Can anyone explain what may be the possible cause of this?
Thanks!


----------



## octaneman (May 13, 2009)

Hi Thunderdog38


Could be that your trunk switch or sensor is shorting out.


----------



## Thunderdog38 (May 19, 2010)

Hello,
Thanks for the response! I am not sure about the sensor but I will run that by the installer because this is something that they may be overlooking.


----------



## jaggerwild (May 21, 2007)

Thunderdog38 said:


> I have a Viper 5901 car Alarm installed on a 2000 GMC Yukon/Denali. I have taken it to the installers on three different problem fixes. Every day especially at 2 or 3 a.m. the alarm will activate saying Trunk is Open. This is a false alarm and has been going on since Feb. 2010. I have just replaced the vehicle's battery and the problem is still current.
> Can anyone explain what may be the possible cause of this?
> Thanks!


 if the truck is out side, it could be a person knows it has the alarm and is setting it off to make you feel bad and shut it off for him.
It could be if your parked on a street near a pothole that the same truck is going by at the same time each night and setting it off. Really could be anything.........
Drop it off with them tell um to take there time finding the problem and you'll be back in a few days!


----------



## Cobraguy (Feb 9, 2010)

You know, I saw this on my house alarm once. The alarm would go off on one of the patio doors every morning about the same time. Couldn't figure it out for the life of me. Turns out, the sun would hit the door that time every morning, heat up the door, and expand it just enough to pull the sensors away from each other. Once the sensors were moved closer together, no more alarm. You might see if your sensor is set so close that cooling the trunk/car down at night is allowing it to trigger. Try adjusting your sensor and see if that doesn't help.


----------



## Zride (May 31, 2014)

I have gone through so much frustration due to this same problem. I have checked everything , gone to the authorized installers to have them diagnosis, call tech support repeatedly with the help of the authorized shop I used to both purchase and install the system. Even though I have took the system out and re-checked and re-installed the system myself again and again. I finally got directed tech support to relay the answer to solve the problem, only through the shop, they would not help or support customer (end user) calls regarding installation and/or problems relate to their products. Anyway after tons of time, money, research, and determination to resolve this problem I have finally got the solution from a directed tech person after he gave me hell for asking him for the answer he refused to talk to me. I had to get my shop to call him and get the solution. 

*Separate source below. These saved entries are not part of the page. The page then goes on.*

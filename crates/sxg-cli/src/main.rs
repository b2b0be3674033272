//! # sxg CLI entry point
//!
//! Parses command-line arguments and dispatches to subcommand handlers.

use std::path::PathBuf;
use std::process::ExitCode;

use clap::{Parser, Subcommand};
use tracing_subscriber::EnvFilter;

use sxg_cli::catalog::{run_describe, run_types, DescribeArgs};
use sxg_cli::validate::{run_validate, ValidateArgs};

/// SXG: structural validation for Sui gateway RPC payloads.
#[derive(Parser, Debug)]
#[command(name = "sxg", version, about, long_about = None)]
struct Cli {
    /// Enable verbose output. Repeat for more verbosity (-v, -vv, -vvv).
    #[arg(short, long, action = clap::ArgAction::Count, global = true)]
    verbose: u8,

    /// Path to a YAML validator configuration file.
    #[arg(long, global = true)]
    config: Option<PathBuf>,

    /// Maximum value nesting depth to descend into (overrides config and SXG_MAX_DEPTH).
    #[arg(long, global = true)]
    max_depth: Option<usize>,

    #[command(subcommand)]
    command: Commands,
}

#[derive(Subcommand, Debug)]
enum Commands {
    /// Validate a JSON or YAML payload against a gateway type.
    Validate(ValidateArgs),

    /// List gateway type names.
    Types,

    /// Print the shape of a gateway type.
    Describe(DescribeArgs),
}

fn main() -> ExitCode {
    let cli = Cli::parse();

    let filter = match cli.verbose {
        0 => EnvFilter::new("warn"),
        1 => EnvFilter::new("info"),
        2 => EnvFilter::new("debug"),
        _ => EnvFilter::new("trace"),
    };

    tracing_subscriber::fmt()
        .with_env_filter(filter)
        .with_target(false)
        .with_writer(std::io::stderr)
        .init();

    tracing::debug!("sxg CLI v{} starting", env!("CARGO_PKG_VERSION"));

    let result = match cli.command {
        Commands::Validate(args) => sxg_cli::resolve_config(cli.config.as_deref(), cli.max_depth)
            .and_then(|config| {
                tracing::debug!(max_depth = ?config.max_depth, "resolved validator config");
                run_validate(&args, &config)
            }),
        Commands::Types => run_types(),
        Commands::Describe(args) => run_describe(&args),
    };

    match result {
        Ok(code) => ExitCode::from(code),
        Err(e) => {
            tracing::error!("{e:#}");
            ExitCode::from(2)
        }
    }
}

The viper alarms and DbALL modules are having problems where they are reporting a trunk open status. In order to fix this problem, remove (uncheck) the trunk reporting status option in the DBALL flash computer programmer. Then take the trunk trigger wire from the viper brain (blue)and pulse it so the brain sees the analog signal it would see through w2w. IE. ground the wire out and arm the alarm and it will give you the trunk open status. Remove the wire from ground and arm it again and it should not report the trunk open signal thereafter until this analog signal is detected. Again, once it gets this signal it will no longer react to the trunk open glitch it is receiving and only look for this analog signal. Problem finally solved.


----------



## Cobraguy (Feb 9, 2010)

One of these days Directed is going to piss off the wrong individual with their attitude regarding customer support and they are going to get the lawsuit they won't believe. If they force you to bring it to a shop, and that shop damages your vehicle...God help them.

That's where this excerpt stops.